Deep-Sea Mining Experiment in 1979 Still Scarred Pacific Ocean Floor After 44 Years

In 1979, a groundbreaking mining apparatus ventured nearly five kilometers beneath the Pacific Ocean’s surface, tracing loops across the seabed in a remote area known as the Clarion–Clipperton Zone. This early trial was seen as a crucial step toward accessing valuable minerals hidden in the deep sea. More than four decades on, the damage inflicted during that mission remains clearly visible.

Recently published findings in Nature revisit this historic mining site, providing a rare long-term look at how the deep ocean responds to industrial disruption. The results were disturbing: the ecosystem showed only limited biological recovery, the physical scars endured unchanged, and the ocean’s slow regeneration process appeared incapable of repairing even this relatively small disturbance. As commercial mining interests seek approval to exploit the same region, the study highlights critical concerns about the environmental costs associated with deep-sea extraction.

The Prototype's Lasting Impact on the Seafloor

The mining operation, conducted by the Ocean Minerals Company (OMCO), employed a remote-controlled machine designed to harvest polymetallic nodules. These rocky deposits contain significant amounts of nickel, cobalt, and manganese—metals essential for manufacturing batteries for electric cars and sustainable energy solutions, as detailed in a 2020 Nature Reviews Earth & Environment article.
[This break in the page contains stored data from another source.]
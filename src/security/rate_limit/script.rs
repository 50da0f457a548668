//! Server-side scripts run atomically by a counter store.
//!
//! Each script carries Lua source for Redis-compatible stores and a native
//! body that [`MemoryStore`](super::store::MemoryStore) executes while holding
//! its lock. Both must implement the same read-modify-write.

use std::time::Duration;

use sha2::{Digest, Sha256};

use crate::error::StoreError;

/// Hash commands available to a script while it owns the store.
pub trait HashCommands {
    fn hget(&mut self, key: &str, field: &str) -> Option<i64>;
    fn hincrby(&mut self, key: &str, field: &str, by: i64) -> i64;
    fn hdel(&mut self, key: &str, field: &str) -> bool;
    fn expire(&mut self, key: &str, ttl: Duration) -> bool;
}

/// A script a [`CounterStore`](super::store::CounterStore) can load and run.
pub trait Script: Send + Sync {
    /// Source text evaluated by remote stores.
    fn source(&self) -> &str;

    /// Native body evaluated by in-process stores.
    fn execute(
        &self,
        cmds: &mut dyn HashCommands,
        keys: &[String],
        args: &[i64],
    ) -> Result<Vec<i64>, StoreError>;

    /// Content address of the source.
    fn digest(&self) -> String {
        hex::encode(Sha256::digest(self.source().as_bytes()))
    }
}

/// Lifetime of a counter hash after its last increment.
pub const COUNTER_TTL: Duration = Duration::from_secs(120);

/// Reply status for a blocked check.
pub const BLOCKED: i64 = 0;

/// Reply status for an admitted check.
pub const ALLOWED: i64 = 1;

const SLIDING_WINDOW_LUA: &str = r#"
local key = KEYS[1]
local second = tonumber(ARGV[1])
local minute = tonumber(ARGV[2])
local per_second = tonumber(ARGV[3])
local per_minute = tonumber(ARGV[4])
local ttl = tonumber(ARGV[5])

local s_count = tonumber(redis.call('HGET', key, 's:' .. second) or '0')
local m_count = tonumber(redis.call('HGET', key, 'm:' .. minute) or '0')

if s_count >= per_second or m_count >= per_minute then
    return {0, per_second - s_count, per_minute - m_count}
end

s_count = redis.call('HINCRBY', key, 's:' .. second, 1)
m_count = redis.call('HINCRBY', key, 'm:' .. minute, 1)
redis.call('EXPIRE', key, ttl)
redis.call('HDEL', key, 's:' .. (second - 2), 'm:' .. (minute - 2))

return {1, per_second - s_count, per_minute - m_count}
"#;

/// Per-second and per-minute check-and-increment.
///
/// `KEYS = [counter key]`,
/// `ARGV = [second, minute, per_second, per_minute, ttl_secs]`.
/// Replies `[status, remaining_second, remaining_minute]`.
#[derive(Debug, Clone, Copy, Default)]
pub struct SlidingWindowScript;

pub(crate) fn second_field(second: i64) -> String {
    format!("s:{second}")
}

pub(crate) fn minute_field(minute: i64) -> String {
    format!("m:{minute}")
}

impl Script for SlidingWindowScript {
    fn source(&self) -> &str {
        SLIDING_WINDOW_LUA
    }

    fn execute(
        &self,
        cmds: &mut dyn HashCommands,
        keys: &[String],
        args: &[i64],
    ) -> Result<Vec<i64>, StoreError> {
        let [key] = keys else {
            return Err(StoreError::InvalidArguments(format!("expected 1 key, got {}", keys.len())));
        };
        let &[second, minute, per_second, per_minute, ttl] = args else {
            return Err(StoreError::InvalidArguments(format!("expected 5 args, got {}", args.len())));
        };

        let s_field = second_field(second);
        let m_field = minute_field(minute);

        let s_count = cmds.hget(key, &s_field).unwrap_or(0);
        let m_count = cmds.hget(key, &m_field).unwrap_or(0);

        if s_count >= per_second || m_count >= per_minute {
            return Ok(vec![BLOCKED, per_second - s_count, per_minute - m_count]);
        }

        let s_count = cmds.hincrby(key, &s_field, 1);
        let m_count = cmds.hincrby(key, &m_field, 1);
        cmds.expire(key, Duration::from_secs(ttl.max(0) as u64));
        // Stale buckets only; the previous second and minute stay readable.
        cmds.hdel(key, &second_field(second - 2));
        cmds.hdel(key, &minute_field(minute - 2));

        Ok(vec![ALLOWED, per_second - s_count, per_minute - m_count])
    }
}
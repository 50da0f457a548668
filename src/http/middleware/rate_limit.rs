//! Rate limiting middleware.
//!
//! Resolves the caller's identity and limits, asks the limiter for a decision,
//! and decorates the response with the standard rate limit headers.

use std::net::SocketAddr;

use axum::{
    body::Body,
    extract::{ConnectInfo, State},
    http::{HeaderMap, HeaderName, HeaderValue, Request, StatusCode},
    middleware::Next,
    response::{IntoResponse, Response},
};

use crate::config::RateLimitConfig;
use crate::http::server::ShieldState;
use crate::security::rate_limit::{RateLimitResult, RateLimits};

pub const X_RATELIMIT_LIMIT: HeaderName = HeaderName::from_static("x-ratelimit-limit");
pub const X_RATELIMIT_REMAINING: HeaderName = HeaderName::from_static("x-ratelimit-remaining");
pub const X_RATELIMIT_RESET: HeaderName = HeaderName::from_static("x-ratelimit-reset");

/// Identity used when neither an upstream layer nor the socket names the caller.
pub const ANONYMOUS: &str = "anonymous";

pub async fn rate_limit_middleware(
    State(state): State<ShieldState>,
    req: Request<Body>,
    next: Next,
) -> Response {
    let limits = resolve_limits(&req, &state.config.rate_limit);
    let result = state.rate_limiter.check(&limits).await;

    if result.allowed {
        let mut response = next.run(req).await;
        apply_headers(response.headers_mut(), &result);
        return response;
    }

    let now = state.clock.now().as_secs();
    let retry_after = result.retry_after(now);
    tracing::warn!(
        client = %limits.id,
        path = %req.uri().path(),
        retry_after,
        "Rate limit exceeded"
    );

    let mut response = (StatusCode::TOO_MANY_REQUESTS, "Rate limit exceeded").into_response();
    apply_headers(response.headers_mut(), &result);
    response
        .headers_mut()
        .insert(axum::http::header::RETRY_AFTER, HeaderValue::from(retry_after));
    response
}

/// Limits set upstream win; otherwise the client address with configured defaults.
pub fn resolve_limits<B>(req: &Request<B>, config: &RateLimitConfig) -> RateLimits {
    if let Some(limits) = req.extensions().get::<RateLimits>() {
        return limits.clone();
    }

    let id = req
        .extensions()
        .get::<ConnectInfo<SocketAddr>>()
        .map(|ConnectInfo(addr)| addr.ip().to_string())
        .unwrap_or_else(|| ANONYMOUS.to_string());

    RateLimits::new(id, config.per_second, config.per_minute)
}

fn apply_headers(headers: &mut HeaderMap, result: &RateLimitResult) {
    headers.insert(
        X_RATELIMIT_LIMIT,
        HeaderValue::from(result.rate_limits.per_minute),
    );
    headers.insert(
        X_RATELIMIT_REMAINING,
        HeaderValue::from(result.remaining_per_minute),
    );
    headers.insert(X_RATELIMIT_RESET, HeaderValue::from(result.reset_time));
}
Add Cosmo Herald as a Preferred Source

The vehicle disrupted around 0.4 square kilometers of seabed, dragging sediments and removing nodules. In 2023, researchers revisited the site using advanced robotic submersibles equipped with high-definition imaging tools.

© Deep Sea Mining Scars. Credit: Journal Nature

Decades later, the deep furrows remain almost intact, measuring one to three meters wide and up to 0.8 meters deep. This persistence reflects the ocean’s sluggish sediment deposition rate at these depths, estimated at just 1.5 to 11 millimeters per thousand years, according to the UK’s National Oceanography Centre.

Besides visible tracks, the disturbance reshaped the seafloor’s texture and structure, altering where organic matter collects and which species can inhabit the area. Some tracks even accumulated marine debris, including plastics, further highlighting the long-lasting environmental footprint.

Patchy Recovery of Marine Life

Marine life has gradually returned to the affected zones, but with uneven progress. The study noted promising resurgence of mobile creatures such as sea cucumbers, brittle stars, and xenophyophores, massive single-celled organisms that flourish in deep sediments. Populations of xenophyophores reached up to eight per square meter in disturbed areas, indicating some ability to rebound.

However, slow-growing and stationary species, including sponges and anemones, which rely on hard surfaces like nodules for attachment, remain scarce. Most nodules were removed or buried during the mining, creating conditions hostile to these organisms’ return.

Unusual Deep-Sea Creatures In The Clarion Clipperton Zone. Credit: The National Oceanography Centre and the Trustees of the Natural History Museum

Analysis of photographic transects spanning nearly 6,000 square meters revealed that megafaunal densities in mined areas remain only about one-third of those in undisturbed regions nearby. This aligns with observations from the DISCOL experiment in the Peru Basin, where ecosystems showed limited recovery more than twenty years following similar disturbances.

Scaling Up Mining Could Intensify Ecological Harm

While the 1979 experiment impacted a relatively modest patch of seabed, commercial mining plans envisage disturbing hundreds or even thousands of square kilometers. The Clarion–Clipperton Zone, spanning 4.5 million square kilometers between Hawaii and Mexico, is partitioned into exploration segments overseen by the International Seabed Authority (ISA), the body responsible for regulating mineral extraction beyond national jurisdictions.

Though the ISA is still developing its deep-sea mining regulations, interest and exploration activities are increasing. Earlier this year, a thorough Marine Policy study highlighted the gaps in governance and scientific knowledge concerning environmental risks.

Polymetallic Nodules Rich in Battery Metals. Credit: The National Oceanography Centre and the Trustees of the Natural History Museum, with acknowledgment to the NERC SMARTEX project

One key concern is sediment plumes produced by mining machinery. These clouds of stirred particles can drift beyond mined sites, settling on untouched habitats and disturbing filter feeders as well as sediment chemistry. The 2023 expedition detected minimal visible sediment plumes from the 1979 mining, but noted sediment accumulation near tracks and modest shifts in local species patterns. Increases in bryozoan and echinoderm numbers nearby suggest some biological reactions, though the overall ecological impact remains uncertain.

Supporters of deep-sea mining argue that current technology, especially crawler-type collectors, may lessen environmental damage. Still, scientists warn that the extent, repetition, and combined effects of large-scale mining are unpredictable. Lead author Dr. Adrian G. Glover commented, “The footprint left by a single machine operating for four days is still evident. Imagine the consequences with dozens of machines working over decades.”